JCCNetwork.id-Sejumlah unjuk rasa yang menuntut perubahan kebijakan dan pengurangan tunjangan DPR di beberapa titik di Jakarta beberapa hari terakhir berakhir ricuh. Aksi ini menimbulkan kerusakan fasilitas publik, termasuk Halte Transjakarta dan Stasiun MRT Jakarta.
Menanggapi situasi ini, Pemerintah Provinsi DKI Jakarta mengeluarkan imbauan bagi perusahaan-perusahaan yang berlokasi dekat area unjuk rasa untuk memberlakukan bekerja dari rumah atau work from home (WFH).
Wakil Gubernur DKI Jakarta, Rano Karno, menyatakan berharap aktivitas belajar mengajar di sekolah-sekolah sekitar lokasi unjuk rasa dapat kembali normal pada Rabu, 3 September 2025.
‘’Mudah-mudahan hari Rabu sudah normal kembali,” ujar Rano di kawasan Senen, Jakarta Pusat, Senin.

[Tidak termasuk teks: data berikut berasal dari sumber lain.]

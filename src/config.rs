//! Bench and test-profile configuration.
//!
//! Everything that drifted between bench firmware/fixture revisions (regulation
//! setpoint, tolerance, voltage scale correction, stimulus ramps, window sizes)
//! lives in a named [`TestProfile`] instead of in the sequencer code.

use std::path::Path;
use std::time::Duration;

use serde::{Deserialize, Serialize};

use crate::errors::{BenchError, Result};

/// Baud rate of the bench controller's virtual COM port.
pub const BAUD_RATE: u32 = 1_843_200;

/// Profile used when none is configured.
pub const DEFAULT_PROFILE: &str = "parallel-v3";

const STLINK_VID: u16 = 0x0483;
const STLINK_PID: u16 = 0x374B;
const BENCH_SERIAL_NUMBER: &str = "066DFF313358353143085514";

/// Timing of one command on the wire: header, settle, payload, then pacing.
#[derive(Debug, Clone, Copy, PartialEq, Eq, Serialize, Deserialize)]
#[serde(default)]
pub struct WireTiming {
    /// Delay between the 4-byte header and the payload write.
    pub header_settle_ms: u64,
    /// Delay after the payload before the next command may be written.
    pub inter_command_ms: u64,
}

impl WireTiming {
    /// No delays at all. Only useful against simulated links.
    pub const ZERO: WireTiming = WireTiming {
        header_settle_ms: 0,
        inter_command_ms: 0,
    };

    pub fn header_settle(&self) -> Duration {
        Duration::from_millis(self.header_settle_ms)
    }

    pub fn inter_command(&self) -> Duration {
        Duration::from_millis(self.inter_command_ms)
    }
}

impl Default for WireTiming {
    fn default() -> Self {
        Self {
            header_settle_ms: 2,
            inter_command_ms: 100,
        }
    }
}

/// USB identity of the bench controller's ST-Link bridge.
#[derive(Debug, Clone, PartialEq, Eq, Serialize, Deserialize)]
#[serde(default)]
pub struct UsbMatch {
    pub vid: u16,
    pub pid: u16,
    /// When `None`, any serial number matches.
    pub serial_number: Option<String>,
}

impl Default for UsbMatch {
    fn default() -> Self {
        Self {
            vid: STLINK_VID,
            pid: STLINK_PID,
            serial_number: Some(BENCH_SERIAL_NUMBER.to_string()),
        }
    }
}

/// A stimulus ramp in milliamps, inclusive of both ends, ascending or descending.
#[derive(Debug, Clone, Copy, PartialEq, Eq, Serialize, Deserialize)]
pub struct Ramp {
    pub from_ma: i16,
    pub to_ma: i16,
    pub step_ma: i16,
    /// Wait after each step.
    pub settle_ms: u64,
    /// Extra wait after the last step.
    #[serde(default)]
    pub hold_ms: u64,
}

impl Ramp {
    pub const fn new(from_ma: i16, to_ma: i16, step_ma: i16, settle_ms: u64) -> Self {
        Self {
            from_ma,
            to_ma,
            step_ma,
            settle_ms,
            hold_ms: 0,
        }
    }

    pub const fn with_hold(mut self, hold_ms: u64) -> Self {
        self.hold_ms = hold_ms;
        self
    }

    /// Setpoints visited by the ramp. A zero step is treated as 1 mA.
    pub fn points(&self) -> Vec<i16> {
        let step = i32::from(self.step_ma).abs().max(1);
        let from = i32::from(self.from_ma);
        let to = i32::from(self.to_ma);
        let step = if to >= from { step } else { -step };

        let mut points = Vec::new();
        let mut value = from;
        while (step > 0 && value <= to) || (step < 0 && value >= to) {
            points.push(value as i16);
            value += step;
        }
        points
    }

    pub fn settle(&self) -> Duration {
        Duration::from_millis(self.settle_ms)
    }

    pub fn hold(&self) -> Duration {
        Duration::from_millis(self.hold_ms)
    }
}

/// Fixed waits used by the sequencer outside of ramps.
#[derive(Debug, Clone, Copy, PartialEq, Eq, Serialize, Deserialize)]
#[serde(default)]
pub struct SequencerTiming {
    /// Interval between two reads of the telemetry store inside a sampling window.
    pub sample_interval_ms: u64,
    /// Wait between arming Ia/Ib sampling and starting the inverter.
    pub arm_delay_ms: u64,
    /// Wait between the regulation verdict and the stop command.
    pub pre_stop_delay_ms: u64,
    /// Maximum telemetry age accepted before a sampling window; `None` disables the check.
    pub stall_timeout_ms: Option<u64>,
}

impl SequencerTiming {
    pub const ZERO: SequencerTiming = SequencerTiming {
        sample_interval_ms: 0,
        arm_delay_ms: 0,
        pre_stop_delay_ms: 0,
        stall_timeout_ms: None,
    };

    pub fn sample_interval(&self) -> Duration {
        Duration::from_millis(self.sample_interval_ms)
    }

    pub fn arm_delay(&self) -> Duration {
        Duration::from_millis(self.arm_delay_ms)
    }

    pub fn pre_stop_delay(&self) -> Duration {
        Duration::from_millis(self.pre_stop_delay_ms)
    }

    pub fn stall_timeout(&self) -> Option<Duration> {
        self.stall_timeout_ms.map(Duration::from_millis)
    }
}

impl Default for SequencerTiming {
    fn default() -> Self {
        Self {
            sample_interval_ms: 100,
            arm_delay_ms: 100,
            pre_stop_delay_ms: 200,
            stall_timeout_ms: Some(2_000),
        }
    }
}

/// Thresholds, ramps and windows of one acceptance-test revision.
#[derive(Debug, Clone, PartialEq, Serialize, Deserialize)]
pub struct TestProfile {
    pub name: String,
    /// Expected regulated output voltage, volts.
    pub regulation_setpoint_v: f64,
    /// Accepted absolute deviation from the setpoint, volts.
    pub regulation_tolerance_v: f64,
    /// Correction applied to every decoded output-voltage sample.
    pub voltage_scale: f64,
    /// A leg whose mean RMS deviates from the largest leg by more than this
    /// fraction of it is reported as an open phase.
    pub rms_deviation_ratio: f64,
    /// Mean ADC average below which a leg is reported as a non-conducting device.
    pub device_open_avg_threshold: f64,
    pub current_window: usize,
    pub voltage_window: usize,
    pub phase_loss_load: Ramp,
    pub phase_loss_test: Ramp,
    pub conduction_load: Ramp,
    pub conduction_test: Ramp,
    pub regulation_load: Ramp,
    pub regulation_test: Ramp,
    #[serde(default)]
    pub timing: SequencerTiming,
}

impl TestProfile {
    /// Current shunt-regulator test as deployed on the bench.
    pub fn parallel_v3() -> Self {
        Self {
            name: "parallel-v3".to_string(),
            regulation_setpoint_v: 14.45,
            regulation_tolerance_v: 0.3,
            voltage_scale: 14.7 / 15.0,
            rms_deviation_ratio: 0.2,
            device_open_avg_threshold: -500.0,
            current_window: 20,
            voltage_window: 25,
            phase_loss_load: Ramp::new(0, 200, 50, 50),
            phase_loss_test: Ramp::new(0, 400, 100, 100),
            conduction_load: Ramp::new(200, 400, 100, 100),
            conduction_test: Ramp::new(400, 1600, 50, 50),
            regulation_load: Ramp::new(1000, 100, 100, 100),
            regulation_test: Ramp::new(1000, 1500, 100, 100).with_hold(2_000),
            timing: SequencerTiming::default(),
        }
    }

    /// Earlier revision with a higher setpoint, a tighter band and no scale correction.
    pub fn parallel_v2() -> Self {
        Self {
            name: "parallel-v2".to_string(),
            regulation_setpoint_v: 14.6,
            regulation_tolerance_v: 0.2,
            voltage_scale: 1.0,
            rms_deviation_ratio: 0.2,
            device_open_avg_threshold: -500.0,
            current_window: 10,
            voltage_window: 10,
            phase_loss_load: Ramp::new(0, 200, 50, 50),
            phase_loss_test: Ramp::new(0, 300, 100, 100).with_hold(500),
            conduction_load: Ramp::new(400, 1000, 100, 100),
            conduction_test: Ramp::new(400, 2400, 100, 100).with_hold(1_500),
            regulation_load: Ramp::new(1000, 100, 100, 100),
            regulation_test: Ramp::new(1000, 1900, 100, 100).with_hold(1_500),
            timing: SequencerTiming::default(),
        }
    }

    pub fn builtin_names() -> &'static [&'static str] {
        &["parallel-v3", "parallel-v2"]
    }

    pub fn builtin(name: &str) -> Result<Self> {
        match name {
            "parallel-v3" => Ok(Self::parallel_v3()),
            "parallel-v2" => Ok(Self::parallel_v2()),
            other => Err(BenchError::Config(format!(
                "unknown test profile '{other}' (known: {})",
                Self::builtin_names().join(", ")
            ))),
        }
    }
}

impl Default for TestProfile {
    fn default() -> Self {
        Self::parallel_v3()
    }
}

/// Everything needed to open a session against the bench.
#[derive(Debug, Clone, PartialEq, Serialize, Deserialize)]
#[serde(default)]
pub struct BenchConfig {
    /// Serial port; discovered over USB when absent.
    pub port: Option<String>,
    pub baud_rate: u32,
    /// Upper bound on one blocking read of the port.
    pub read_timeout_ms: u64,
    /// Receive loop poll interval (10-50 ms is what the controller tolerates).
    pub poll_interval_ms: u64,
    pub keep_alive_period_ms: u64,
    /// Pause between closing and reopening the port on a link reset.
    pub reset_delay_ms: u64,
    pub wire: WireTiming,
    /// Board bring-up frames use a longer header settle than test commands.
    pub bring_up_wire: WireTiming,
    /// Repeat the board bring-up at the start of every test, not only when the link opens.
    pub bring_up_each_test: bool,
    pub usb: UsbMatch,
    /// Name of a built-in profile; ignored when `custom_profile` is set.
    pub profile: String,
    pub custom_profile: Option<TestProfile>,
}

impl Default for BenchConfig {
    fn default() -> Self {
        Self {
            port: None,
            baud_rate: BAUD_RATE,
            read_timeout_ms: 20,
            poll_interval_ms: 10,
            keep_alive_period_ms: 200,
            reset_delay_ms: 2_000,
            wire: WireTiming::default(),
            bring_up_wire: WireTiming {
                header_settle_ms: 10,
                inter_command_ms: 50,
            },
            bring_up_each_test: false,
            usb: UsbMatch::default(),
            profile: DEFAULT_PROFILE.to_string(),
            custom_profile: None,
        }
    }
}

impl BenchConfig {
    pub fn from_toml_str(text: &str) -> Result<Self> {
        toml::from_str(text).map_err(|e| BenchError::Config(e.to_string()))
    }

    pub fn load(path: impl AsRef<Path>) -> Result<Self> {
        let path = path.as_ref();
        let text = std::fs::read_to_string(path)
            .map_err(|e| BenchError::Config(format!("{}: {e}", path.display())))?;
        Self::from_toml_str(&text)
    }

    /// The profile the sequencer should run.
    pub fn test_profile(&self) -> Result<TestProfile> {
        match &self.custom_profile {
            Some(profile) => Ok(profile.clone()),
            None => TestProfile::builtin(&self.profile),
        }
    }

    /// Configuration for driving a simulated bench: every wait set to zero.
    pub fn instantaneous() -> Self {
        let mut profile = TestProfile::default();
        profile.timing = SequencerTiming::ZERO;
        for ramp in [
            &mut profile.phase_loss_load,
            &mut profile.phase_loss_test,
            &mut profile.conduction_load,
            &mut profile.conduction_test,
            &mut profile.regulation_load,
            &mut profile.regulation_test,
        ] {
            ramp.settle_ms = 0;
            ramp.hold_ms = 0;
        }

        Self {
            read_timeout_ms: 1,
            poll_interval_ms: 1,
            keep_alive_period_ms: 5,
            reset_delay_ms: 0,
            wire: WireTiming::ZERO,
            bring_up_wire: WireTiming::ZERO,
            custom_profile: Some(profile),
            ..Self::default()
        }
    }

    pub fn read_timeout(&self) -> Duration {
        Duration::from_millis(self.read_timeout_ms)
    }

    pub fn poll_interval(&self) -> Duration {
        Duration::from_millis(self.poll_interval_ms)
    }

    pub fn keep_alive_period(&self) -> Duration {
        Duration::from_millis(self.keep_alive_period_ms)
    }

    pub fn reset_delay(&self) -> Duration {
        Duration::from_millis(self.reset_delay_ms)
    }
}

Dinas Pendidikan DKI Jakarta sebelumnya mengeluarkan surat pemberitahuan tertanggal 30 Agustus 2025, yang berlaku mulai 1 September 2025.
Dalam surat tersebut, satuan pendidikan yang berada dekat lokasi unjuk rasa atau terkendala akses, serta berdasarkan permohonan orang tua/wali murid, diperbolehkan melaksanakan pembelajaran jarak jauh (PJJ).
Sementara sekolah yang tidak terdampak dapat memilih pembelajaran tatap muka atau PJJ.
‘’Sekolah yang berada di titik-titik rawan, memang kami memberikan arahan agar belajar jarak jauh,” jelas Rano.